▸ Activity
Which of the lines in the data below contain the string "SearchService"? Copy each of them.

▸ Data records
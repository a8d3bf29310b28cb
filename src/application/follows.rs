//! Follow relationships between users.

use std::sync::Arc;

use thiserror::Error;

use crate::application::notifications::{NotificationError, NotificationService};
use crate::application::repos::{FollowsRepo, RepoError, UsersRepo};
use crate::domain::entities::UserRecord;

#[derive(Debug, Error)]
pub enum FollowError {
    #[error("user not found")]
    UserNotFound,
    #[error("you cannot follow yourself")]
    SelfFollow,
    #[error("is already following this user")]
    AlreadyFollowing,
    #[error("you are not following this user")]
    NotFollowing,
    #[error(transparent)]
    Notification(#[from] NotificationError),
    #[error(transparent)]
    Repo(#[from] RepoError),
}

#[derive(Clone)]
pub struct FollowService {
    follows: Arc<dyn FollowsRepo>,
    users: Arc<dyn UsersRepo>,
    notifications: NotificationService,
}

impl FollowService {
    pub fn new(
        follows: Arc<dyn FollowsRepo>,
        users: Arc<dyn UsersRepo>,
        notifications: NotificationService,
    ) -> Self {
        Self {
            follows,
            users,
            notifications,
        }
    }

    pub async fn follow(&self, actor: &UserRecord, username: &str) -> Result<(), FollowError> {
        let target = self
            .users
            .find_by_username(username)
            .await?
            .ok_or(FollowError::UserNotFound)?;

        if target.id == actor.id {
            return Err(FollowError::SelfFollow);
        }

        let inserted = self.follows.insert_follow(actor.id, target.id).await?;
        if !inserted {
            return Err(FollowError::AlreadyFollowing);
        }

        self.notifications.user_followed(actor, &target).await?;
        Ok(())
    }

    pub async fn unfollow(&self, actor: &UserRecord, username: &str) -> Result<(), FollowError> {
        let target = self
            .users
            .find_by_username(username)
            .await?
            .ok_or(FollowError::UserNotFound)?;

        let removed = self.follows.remove_follow(actor.id, target.id).await?;
        if removed {
            Ok(())
        } else {
            Err(FollowError::NotFollowing)
        }
    }

    pub async fn is_following(
        &self,
        follower: &UserRecord,
        followed: &UserRecord,
    ) -> Result<bool, FollowError> {
        self.follows
            .is_following(follower.id, followed.id)
            .await
            .map_err(FollowError::from)
    }
}
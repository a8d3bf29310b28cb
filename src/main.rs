use std::process;
use std::sync::Arc;

use dailypoet::{
    application::{
        analytics::AnalyticsService,
        collections::CollectionService,
        comments::CommentService,
        engagement::EngagementService,
        error::AppError,
        follows::FollowService,
        notifications::NotificationService,
        posts::PostService,
        profiles::ProfileService,
        repos::{
            AnalyticsRepo, CollectionsRepo, CommentsRepo, EngagementRepo, FollowsRepo,
            NotificationsRepo, PostsRepo, SessionsRepo, TagsRepo, UsersRepo,
        },
        search::SearchService,
        sessions::SessionService,
        users::UserService,
    },
    config,
    infra::{
        db::PostgresRepositories,
        error::InfraError,
        http::{self, ApiRateLimiter, ApiState},
        telemetry,
        uploads::UploadStorage,
    },
};
use tracing::{Dispatch, Level, dispatcher, error, info};
use tracing_subscriber::fmt as tracing_fmt;

#[tokio::main]
async fn main() {
    if let Err(error) = run().await {
        report_application_error(&error);
        process::exit(1);
    }
}

fn report_application_error(error: &AppError) {
    if dispatcher::has_been_set() {
        error!(error = %error, "application error");
        return;
    }

    let subscriber = tracing_fmt().with_max_level(Level::ERROR).finish();
    let dispatch = Dispatch::new(subscriber);
    dispatcher::with_default(&dispatch, || {
        error!(error = %error, "application error");
    });
}

async fn run() -> Result<(), AppError> {
    let (cli_args, settings) = config::load_with_cli()
        .map_err(|err| AppError::unexpected(format!("failed to load configuration: {err}")))?;

    let command = cli_args
        .command
        .unwrap_or(config::Command::Serve(Box::<config::ServeArgs>::default()));

    telemetry::init(&settings.logging).map_err(AppError::from)?;

    match command {
        config::Command::Serve(_) => run_serve(settings).await,
        config::Command::Migrate(_) => run_migrate(settings).await,
    }
}

async fn run_serve(settings: config::Settings) -> Result<(), AppError> {
    let repositories = init_repositories(&settings).await?;
    let state = build_api_state(repositories, &settings)?;
    serve_http(&settings, state).await
}

async fn run_migrate(settings: config::Settings) -> Result<(), AppError> {
    let pool = connect(&settings).await?;
    PostgresRepositories::run_migrations(&pool)
        .await
        .map_err(|err| AppError::from(InfraError::database(err.to_string())))?;
    info!(target = "dailypoet::migrate", "migrations applied");
    Ok(())
}

async fn connect(settings: &config::Settings) -> Result<sqlx::PgPool, AppError> {
    let database_url = settings
        .database
        .url
        .as_ref()
        .ok_or_else(|| InfraError::configuration("database url is not configured"))
        .map_err(AppError::from)?;

    PostgresRepositories::connect(database_url, settings.database.max_connections.get())
        .await
        .map_err(|err| AppError::from(InfraError::database(err.to_string())))
}

async fn init_repositories(
    settings: &config::Settings,
) -> Result<Arc<PostgresRepositories>, AppError> {
    let pool = connect(settings).await?;

    PostgresRepositories::run_migrations(&pool)
        .await
        .map_err(|err| AppError::from(InfraError::database(err.to_string())))?;

    Ok(Arc::new(PostgresRepositories::new(pool)))
}

fn build_api_state(
    repositories: Arc<PostgresRepositories>,
    settings: &config::Settings,
) -> Result<ApiState, AppError> {
    let users_repo: Arc<dyn UsersRepo> = repositories.clone();
    let sessions_repo: Arc<dyn SessionsRepo> = repositories.clone();
    let posts_repo: Arc<dyn PostsRepo> = repositories.clone();
    let tags_repo: Arc<dyn TagsRepo> = repositories.clone();
    let comments_repo: Arc<dyn CommentsRepo> = repositories.clone();
    let engagement_repo: Arc<dyn EngagementRepo> = repositories.clone();
    let follows_repo: Arc<dyn FollowsRepo> = repositories.clone();
    let collections_repo: Arc<dyn CollectionsRepo> = repositories.clone();
    let notifications_repo: Arc<dyn NotificationsRepo> = repositories.clone();
    let analytics_repo: Arc<dyn AnalyticsRepo> = repositories.clone();

    let upload_storage = Arc::new(
        UploadStorage::new(settings.uploads.directory.clone())
            .map_err(|err| AppError::from(InfraError::Io(err)))?,
    );

    let session_ttl = time::Duration::seconds(settings.sessions.ttl.as_secs() as i64);
    let sessions = SessionService::new(sessions_repo, users_repo.clone(), session_ttl);
    let users = UserService::new(users_repo.clone());
    let notifications = NotificationService::new(notifications_repo);
    let posts = PostService::new(posts_repo.clone(), tags_repo.clone());
    let comments = CommentService::new(
        comments_repo.clone(),
        posts_repo.clone(),
        notifications.clone(),
    );
    let engagement = EngagementService::new(
        engagement_repo,
        posts_repo.clone(),
        comments_repo,
        notifications.clone(),
    );
    let follows = FollowService::new(
        follows_repo.clone(),
        users_repo.clone(),
        notifications.clone(),
    );
    let profiles = ProfileService::new(
        users_repo.clone(),
        posts_repo.clone(),
        follows_repo,
        posts.clone(),
    );
    let collections = CollectionService::new(
        collections_repo.clone(),
        posts_repo.clone(),
        posts.clone(),
    );
    let search = SearchService::new(
        posts_repo,
        users_repo,
        tags_repo,
        collections_repo,
        posts.clone(),
    );
    let analytics = AnalyticsService::new(analytics_repo);

    let rate_limiter = Arc::new(ApiRateLimiter::new(
        std::time::Duration::from_secs(settings.api_rate_limit.window_seconds.get() as u64),
        settings.api_rate_limit.max_requests.get(),
    ));

    Ok(ApiState {
        sessions,
        users,
        profiles,
        posts,
        comments,
        engagement,
        follows,
        collections,
        notifications,
        search,
        analytics,
        db: repositories,
        upload_storage,
        rate_limiter,
        secure_cookies: settings.sessions.secure_cookies,
        upload_limit_bytes: settings.uploads.max_request_bytes.get(),
    })
}

async fn serve_http(settings: &config::Settings, state: ApiState) -> Result<(), AppError> {
    let router = http::build_router(state);

    let listener = tokio::net::TcpListener::bind(settings.server.addr)
        .await
        .map_err(|err| AppError::from(InfraError::from(err)))?;

    info!(
        target = "dailypoet::server",
        addr = %settings.server.addr,
        "listening"
    );

    let drain = settings.server.graceful_shutdown;
    axum::serve(listener, router.into_make_service())
        .with_graceful_shutdown(shutdown_signal(drain))
        .await
        .map_err(|err| AppError::unexpected(format!("server error: {err}")))
}

async fn shutdown_signal(drain: std::time::Duration) {
    if tokio::signal::ctrl_c().await.is_err() {
        return;
    }
    info!(
        target = "dailypoet::server",
        drain_secs = drain.as_secs(),
        "shutdown signal received, draining connections"
    );
}
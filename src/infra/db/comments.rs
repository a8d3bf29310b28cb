use async_trait::async_trait;
use time::OffsetDateTime;
use uuid::Uuid;

use crate::application::repos::{
    CommentWithAuthor, CommentsRepo, CreateCommentParams, RepoError,
};
use crate::domain::entities::{CommentRecord, UserRecord};

use super::{PostgresRepositories, map_sqlx_error};

const COMMENT_COLUMNS: &str =
    "id, user_id, post_id, content, likes_count, created_at, updated_at";

#[derive(sqlx::FromRow)]
struct CommentRow {
    id: Uuid,
    user_id: Uuid,
    post_id: Uuid,
    content: String,
    likes_count: i32,
    created_at: OffsetDateTime,
    updated_at: OffsetDateTime,
}

impl From<CommentRow> for CommentRecord {
    fn from(row: CommentRow) -> Self {
        Self {
            id: row.id,
            user_id: row.user_id,
            post_id: row.post_id,
            content: row.content,
            likes_count: row.likes_count,
            created_at: row.created_at,
            updated_at: row.updated_at,
        }
    }
}

#[derive(sqlx::FromRow)]
struct CommentAuthorRow {
    id: Uuid,
    user_id: Uuid,
    post_id: Uuid,
    content: String,
    likes_count: i32,
    created_at: OffsetDateTime,
    updated_at: OffsetDateTime,
    author_email: String,
    author_hashed_password: String,
    author_name: String,
    author_username: String,
    author_bio: Option<String>,
    author_avatar_path: Option<String>,
    author_public_likes: bool,
    author_created_at: OffsetDateTime,
    author_updated_at: OffsetDateTime,
}

impl From<CommentAuthorRow> for CommentWithAuthor {
    fn from(row: CommentAuthorRow) -> Self {
        let author = UserRecord {
            id: row.user_id,
            email: row.author_email,
            hashed_password: row.author_hashed_password,
            name: row.author_name,
            username: row.author_username,
            bio: row.author_bio,
            avatar_path: row.author_avatar_path,
            public_likes: row.author_public_likes,
            created_at: row.author_created_at,
            updated_at: row.author_updated_at,
        };
        let comment = CommentRecord {
            id: row.id,
            user_id: row.user_id,
            post_id: row.post_id,
            content: row.content,
            likes_count: row.likes_count,
            created_at: row.created_at,
            updated_at: row.updated_at,
        };
        Self { comment, author }
    }
}

#[async_trait]
impl CommentsRepo for PostgresRepositories {
    async fn list_for_post(&self, post_id: Uuid) -> Result<Vec<CommentWithAuthor>, RepoError> {
        let rows = sqlx::query_as::<_, CommentAuthorRow>(
            "SELECT c.id, c.user_id, c.post_id, c.content, c.likes_count, \
                    c.created_at, c.updated_at, \
                    u.email AS author_email, u.hashed_password AS author_hashed_password, \
                    u.name AS author_name, u.username AS author_username, u.bio AS author_bio, \
                    u.avatar_path AS author_avatar_path, u.public_likes AS author_public_likes, \
                    u.created_at AS author_created_at, u.updated_at AS author_updated_at \
             FROM comments c INNER JOIN users u ON u.id = c.user_id \
             WHERE c.post_id = $1 \
             ORDER BY c.created_at DESC",
        )
        .bind(post_id)
        .fetch_all(self.pool())
        .await
        .map_err(map_sqlx_error)?;

        Ok(rows.into_iter().map(CommentWithAuthor::from).collect())
    }

    async fn create_comment(
        &self,
        params: CreateCommentParams,
    ) -> Result<CommentRecord, RepoError> {
        let mut tx = self.begin().await.map_err(map_sqlx_error)?;

        let sql = format!(
            "INSERT INTO comments (user_id, post_id, content) \
             VALUES ($1, $2, $3) \
             RETURNING {COMMENT_COLUMNS}"
        );
        let row = sqlx::query_as::<_, CommentRow>(&sql)
            .bind(params.user_id)
            .bind(params.post_id)
            .bind(&params.content)
            .fetch_one(tx.as_mut())
            .await
            .map_err(map_sqlx_error)?;

        sqlx::query("UPDATE posts SET comments_count = comments_count + 1 WHERE id = $1")
            .bind(params.post_id)
            .execute(tx.as_mut())
            .await
            .map_err(map_sqlx_error)?;

        tx.commit().await.map_err(map_sqlx_error)?;
        Ok(CommentRecord::from(row))
    }

    async fn find_by_id(&self, id: Uuid) -> Result<Option<CommentRecord>, RepoError> {
        let sql = format!("SELECT {COMMENT_COLUMNS} FROM comments WHERE id = $1");
        let row = sqlx::query_as::<_, CommentRow>(&sql)
            .bind(id)
            .fetch_optional(self.pool())
            .await
            .map_err(map_sqlx_error)?;

        Ok(row.map(CommentRecord::from))
    }

    async fn delete_comment(&self, id: Uuid) -> Result<(), RepoError> {
        let mut tx = self.begin().await.map_err(map_sqlx_error)?;

        // Likes on the comment carry no FK; sweep them with the row.
        sqlx::query("DELETE FROM likes WHERE target_type = 'comment' AND target_id = $1")
            .bind(id)
            .execute(tx.as_mut())
            .await
            .map_err(map_sqlx_error)?;

        let post_id = sqlx::query_scalar::<_, Uuid>(
            "DELETE FROM comments WHERE id = $1 RETURNING post_id",
        )
        .bind(id)
        .fetch_optional(tx.as_mut())
        .await
        .map_err(map_sqlx_error)?;

        if let Some(post_id) = post_id {
            sqlx::query(
                "UPDATE posts SET comments_count = GREATEST(comments_count - 1, 0) WHERE id = $1",
            )
            .bind(post_id)
            .execute(tx.as_mut())
            .await
            .map_err(map_sqlx_error)?;
        }

        tx.commit().await.map_err(map_sqlx_error)?;
        Ok(())
    }

    async fn liked_comment_ids(
        &self,
        user_id: Uuid,
        comment_ids: &[Uuid],
    ) -> Result<Vec<Uuid>, RepoError> {
        if comment_ids.is_empty() {
            return Ok(Vec::new());
        }
        let ids = sqlx::query_scalar::<_, Uuid>(
            "SELECT target_id FROM likes \
             WHERE user_id = $1 AND target_type = 'comment' AND target_id = ANY($2)",
        )
        .bind(user_id)
        .bind(comment_ids)
        .fetch_all(self.pool())
        .await
        .map_err(map_sqlx_error)?;

        Ok(ids)
    }
}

▸ Output
        search::SearchService,
    let search = SearchService::new(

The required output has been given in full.